Bu tabloyla ‘coşan’ Hazine ve Maliye Bakanı Nebati, borsaya yatırımı tavsiye ederek, “Doğrudan yatırımlar ve çeşitli enstrümanlarla Türkiye’ye bir giriş olduğunu gözlüyoruz, bunun yansıması nerede? BIST’te. BIST’e giren ölçü 300 milyon doların üzerinde. Dünya inançlı bir liman arıyor ve Türkiye dünyada bu inançlı limanların başında geliyor” demişti.
Nebati, Borsa İstanbul’da süreç bakılırsan şirketlere 1-18 Ağustos içinde 13,6 milyar lira (750 milyon dolar) yabancı yatırım girdiğini belirtti.
Ama BIST 100 endeksi, dolar bazında 2013’teki rekorun gerisinde. Endeks, Mayıs 2013’te dolar/TL kuru 1,81 düzeyindeyken dolar bazında 5,10 sentlik düzeyle rekor kırmıştı.

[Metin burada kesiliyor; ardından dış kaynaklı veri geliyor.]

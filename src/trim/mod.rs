//! Trimming prompt sections to token allowances
//!
//! - [`ConversationTrimmer`]: recency-biased selection over a message list,
//!   consolidating long runs of dropped turns into one marker message
//! - [`ContextTrimmer`]: cuts one text blob at a nearby boundary and appends
//!   a truncation marker that is itself counted against the allowance

mod context;
mod conversation;

pub use context::ContextTrimmer;
pub use conversation::{is_consolidation_marker, ConversationTrim, ConversationTrimmer};

use serde::{Deserialize, Serialize};

/// Default marker appended to truncated text
pub const DEFAULT_TRUNCATION_MARKER: &str = "...[truncated]";

/// Characters searched backward from the cut offset for a boundary
pub const DEFAULT_LOOKBACK_WINDOW: usize = 200;

/// Dropped-message count above which the run is consolidated
pub const DEFAULT_CONSOLIDATION_THRESHOLD: usize = 10;

/// Prefix identifying a consolidation marker message
pub const CONSOLIDATION_PREFIX: &str = "[consolidated]";

/// Configuration shared by the trimmers
#[derive(Debug, Clone, Serialize, Deserialize)]
#[serde(default)]
pub struct TrimConfig {
    /// Consolidate when more than this many messages are dropped
    pub consolidation_threshold: usize,
    /// Appended to truncated text
    pub truncation_marker: String,
    /// Boundary search window in characters
    pub lookback_window: usize,
    /// Always keep system-role messages
    pub keep_system: bool,
}

impl Default for TrimConfig {
    fn default() -> Self {
        Self {
            consolidation_threshold: DEFAULT_CONSOLIDATION_THRESHOLD,
            truncation_marker: DEFAULT_TRUNCATION_MARKER.to_string(),
            lookback_window: DEFAULT_LOOKBACK_WINDOW,
            keep_system: true,
        }
    }
}
//! Configuration management for prompt-shaper
//!
//! Supports configuration via:
//! 1. Config file (~/.config/prompt-shaper/config.toml)
//! 2. Environment variables (PROMPT_SHAPER_CHARS_PER_TOKEN, PROMPT_SHAPER_CACHE_TTL_SECS, etc.)
//! 3. [`ConfigBuilder`] for programmatic setup

use crate::budget::BudgetRatios;
use crate::trim::TrimConfig;
use serde::{Deserialize, Serialize};
use std::collections::BTreeMap;
use std::path::{Path, PathBuf};
use thiserror::Error;

#[derive(Error, Debug)]
pub enum ConfigError {
    #[error("Failed to read config: {0}")]
    ReadError(#[from] std::io::Error),

    #[error("Failed to parse config: {0}")]
    ParseError(#[from] toml::de::Error),

    #[error("Failed to serialize config: {0}")]
    SerializeError(#[from] toml::ser::Error),

    #[error("Invalid configuration: {0}")]
    Invalid(String),
}

/// Main configuration structure
#[derive(Debug, Clone, Default, Serialize, Deserialize)]
#[serde(default)]
pub struct Config {
    /// Token estimation settings
    pub estimator: EstimatorSettings,

    /// Prompt cache settings
    pub cache: CacheSettings,

    /// Conversation and context trimming settings
    pub trimming: TrimConfig,

    /// Budget table settings
    pub budgets: BudgetSettings,
}

/// Which token counter backs estimation
#[derive(Debug, Clone, Copy, PartialEq, Eq, Default, Serialize, Deserialize)]
#[serde(rename_all = "snake_case")]
pub enum CounterBackend {
    /// Fixed characters-per-token ratio
    #[default]
    Chars,
    /// cl100k_base BPE vocabulary
    Cl100k,
}

/// Token estimation settings
#[derive(Debug, Clone, Serialize, Deserialize)]
#[serde(default)]
pub struct EstimatorSettings {
    /// Characters per token
    pub chars_per_token: f64,

    /// Tokens added per message for role/formatting
    pub message_overhead: usize,

    /// Counter implementation
    pub backend: CounterBackend,
}

impl Default for EstimatorSettings {
    fn default() -> Self {
        Self {
            chars_per_token: crate::tokens::DEFAULT_CHARS_PER_TOKEN,
            message_overhead: crate::tokens::DEFAULT_MESSAGE_OVERHEAD,
            backend: CounterBackend::Chars,
        }
    }
}

/// Prompt cache settings
#[derive(Debug, Clone, Serialize, Deserialize)]
#[serde(default)]
pub struct CacheSettings {
    /// Whether static content is cached at all
    pub enabled: bool,

    /// Entry lifetime in seconds
    pub ttl_secs: u64,

    /// Maximum live entries
    pub max_entries: usize,
}

impl Default for CacheSettings {
    fn default() -> Self {
        Self {
            enabled: true,
            ttl_secs: crate::cache::DEFAULT_TTL.as_secs(),
            max_entries: crate::cache::DEFAULT_MAX_ENTRIES,
        }
    }
}

/// Per-task total override
#[derive(Debug, Clone, Copy, PartialEq, Eq, Serialize, Deserialize)]
pub struct BudgetOverride {
    pub total_input: usize,
    pub total_output: usize,
}

/// Budget table settings
#[derive(Debug, Clone, Default, Serialize, Deserialize)]
#[serde(default)]
pub struct BudgetSettings {
    /// Section split of total input
    pub ratios: BudgetRatios,

    /// Totals keyed by task label (`quick_fix`, `review`, ...)
    pub overrides: BTreeMap<String, BudgetOverride>,
}

impl Config {
    /// Get default config file path
    pub fn default_path() -> PathBuf {
        dirs::config_dir()
            .unwrap_or_else(|| PathBuf::from("."))
            .join("prompt-shaper")
            .join("config.toml")
    }

    /// Load config from default location
    pub fn load() -> Result<Self, ConfigError> {
        Self::load_from(&Self::default_path())
    }

    /// Load config from specific path; a missing file yields defaults
    pub fn load_from(path: &Path) -> Result<Self, ConfigError> {
        if !path.exists() {
            return Ok(Self::default().with_env_overrides());
        }

        let content = std::fs::read_to_string(path)?;
        let config: Config = toml::from_str(&content)?;

        Ok(config.with_env_overrides())
    }

    /// Apply environment variable overrides
    pub fn with_env_overrides(mut self) -> Self {
        if let Some(ratio) = env_parse("PROMPT_SHAPER_CHARS_PER_TOKEN") {
            self.estimator.chars_per_token = ratio;
        }
        if let Some(ttl) = env_parse("PROMPT_SHAPER_CACHE_TTL_SECS") {
            self.cache.ttl_secs = ttl;
        }
        if let Some(enabled) = env_parse("PROMPT_SHAPER_CACHE_ENABLED") {
            self.cache.enabled = enabled;
        }
        if let Some(threshold) = env_parse("PROMPT_SHAPER_CONSOLIDATION_THRESHOLD") {
            self.trimming.consolidation_threshold = threshold;
        }

        self
    }

    /// Save config to specific path
    pub fn save_to(&self, path: &Path) -> Result<(), ConfigError> {
        if let Some(parent) = path.parent() {
            std::fs::create_dir_all(parent)?;
        }

        let content = toml::to_string_pretty(self)?;
        std::fs::write(path, content)?;

        Ok(())
    }

    /// Validate configuration
    pub fn validate(&self) -> Result<(), ConfigError> {
        if !self.estimator.chars_per_token.is_finite() || self.estimator.chars_per_token <= 0.0 {
            return Err(ConfigError::Invalid(format!(
                "estimator.chars_per_token must be positive, got {}",
                self.estimator.chars_per_token
            )));
        }

        if self.cache.max_entries == 0 {
            return Err(ConfigError::Invalid(
                "cache.max_entries must be at least 1".to_string(),
            ));
        }

        self.budgets
            .ratios
            .validate()
            .map_err(|e| ConfigError::Invalid(e.to_string()))?;

        for label in self.budgets.overrides.keys() {
            if label.parse::<crate::classify::TaskType>().is_err() {
                return Err(ConfigError::Invalid(format!(
                    "unknown task type in budgets.overrides: {}",
                    label
                )));
            }
        }

        Ok(())
    }

    /// Generate example config content
    pub fn example() -> String {
        let mut example = Config::default();
        example.budgets.overrides.insert(
            "review".to_string(),
            BudgetOverride {
                total_input: 24_000,
                total_output: 2_000,
            },
        );
        toml::to_string_pretty(&example).unwrap_or_default()
    }
}

fn env_parse<T: std::str::FromStr>(name: &str) -> Option<T> {
    std::env::var(name).ok()?.trim().parse().ok()
}

/// Builder for creating Config programmatically
pub struct ConfigBuilder {
    config: Config,
}

impl ConfigBuilder {
    pub fn new() -> Self {
        Self {
            config: Config::default(),
        }
    }

    pub fn chars_per_token(mut self, ratio: f64) -> Self {
        self.config.estimator.chars_per_token = ratio;
        self
    }

    pub fn backend(mut self, backend: CounterBackend) -> Self {
        self.config.estimator.backend = backend;
        self
    }

    pub fn cache_ttl_secs(mut self, secs: u64) -> Self {
        self.config.cache.ttl_secs = secs;
        self
    }

    pub fn cache_enabled(mut self, enabled: bool) -> Self {
        self.config.cache.enabled = enabled;
        self
    }

    pub fn consolidation_threshold(mut self, threshold: usize) -> Self {
        self.config.trimming.consolidation_threshold = threshold;
        self
    }

    pub fn truncation_marker(mut self, marker: impl Into<String>) -> Self {
        self.config.trimming.truncation_marker = marker.into();
        self
    }

    pub fn lookback_window(mut self, chars: usize) -> Self {
        self.config.trimming.lookback_window = chars;
        self
    }

    pub fn ratios(mut self, ratios: BudgetRatios) -> Self {
        self.config.budgets.ratios = ratios;
        self
    }

    pub fn budget_override(mut self, task: impl Into<String>, total_input: usize, total_output: usize) -> Self {
        self.config.budgets.overrides.insert(
            task.into(),
            BudgetOverride {
                total_input,
                total_output,
            },
        );
        self
    }

    pub fn build(self) -> Config {
        self.config
    }
}

impl Default for ConfigBuilder {
    fn default() -> Self {
        Self::new()
    }
}
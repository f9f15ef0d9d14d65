//! Hit/miss accounting for the prompt cache

use serde::{Deserialize, Serialize};

/// Running counters for cache performance
#[derive(Debug, Clone, Default, PartialEq, Serialize, Deserialize)]
pub struct CacheMetrics {
    /// Successful lookups
    pub cache_hits: u64,
    /// Lookups that found nothing live
    pub cache_misses: u64,
    /// New or replaced entries
    pub cache_writes: u64,
    /// Sum of estimated tokens over every hit
    pub tokens_saved: u64,
}

impl CacheMetrics {
    pub fn record_hit(&mut self, tokens: usize) {
        self.cache_hits += 1;
        self.tokens_saved += tokens as u64;
    }

    pub fn record_miss(&mut self) {
        self.cache_misses += 1;
    }

    pub fn record_write(&mut self) {
        self.cache_writes += 1;
    }

    /// `hits / (hits + misses)`, 0 before any lookup
    pub fn hit_rate(&self) -> f64 {
        let total = self.cache_hits + self.cache_misses;
        if total > 0 {
            self.cache_hits as f64 / total as f64
        } else {
            0.0
        }
    }
}

/// Snapshot returned by [`super::PromptCache::get_stats`]
#[derive(Debug, Clone, PartialEq, Serialize)]
pub struct CacheStats {
    pub total_entries: usize,
    pub hit_rate: f64,
    pub tokens_saved: u64,
    pub hits: u64,
    pub misses: u64,
    pub writes: u64,
}

impl CacheStats {
    pub(crate) fn from_metrics(total_entries: usize, metrics: &CacheMetrics) -> Self {
        Self {
            total_entries,
            hit_rate: metrics.hit_rate(),
            tokens_saved: metrics.tokens_saved,
            hits: metrics.cache_hits,
            misses: metrics.cache_misses,
            writes: metrics.cache_writes,
        }
    }
}

impl std::fmt::Display for CacheStats {
    fn fmt(&self, f: &mut std::fmt::Formatter<'_>) -> std::fmt::Result {
        writeln!(f, "=== Prompt Cache ===")?;
        writeln!(f, "Live entries: {}", self.total_entries)?;
        writeln!(f, "Hits: {}", self.hits)?;
        writeln!(f, "Misses: {}", self.misses)?;
        writeln!(f, "Hit rate: {:.1}%", self.hit_rate * 100.0)?;
        writeln!(f, "Writes: {}", self.writes)?;
        writeln!(f, "Tokens saved: {}", self.tokens_saved)?;
        Ok(())
    }
}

Uzmanlar bu durumun sıhhatsiz olduğunu belirtiyor.
Ekonomist Ağaoğlu: Dolar bazında bir rekor yok
Diken’e konuşan ekonomist Ali Ağaoğlu, borsada aslında ‘rekor’ denecek bir durumun olmadığını söylemiş oldu: “Rekor dediğimiz şeyler aslında nominal rekorlar. Yani gerçek pahasını yansıtmıyor. Örneğin bir ons altın 1700 dolar. Dolar, 5 TL düzeyindeyken bir ons altın 8 bin 500 lira ediyordu. Artık TL paha kaybetti ve ons altın 30 bin lirayı geçti. Yani bu durumda ons altın rekor kırmamıştır, TL bedel kaybetmiştir. Borsa için de dolar bazında birebir şey geçerli. O yüzden bunlara rekor olarak bakamıyorum. Borsanın dolar bazında bedeli 1,83 dolar. Biz 5,1’leri hayatıştık. Bu durum servetinizin neredeyse üçte ikisini kaybetmişsiniz manasına geliyor.”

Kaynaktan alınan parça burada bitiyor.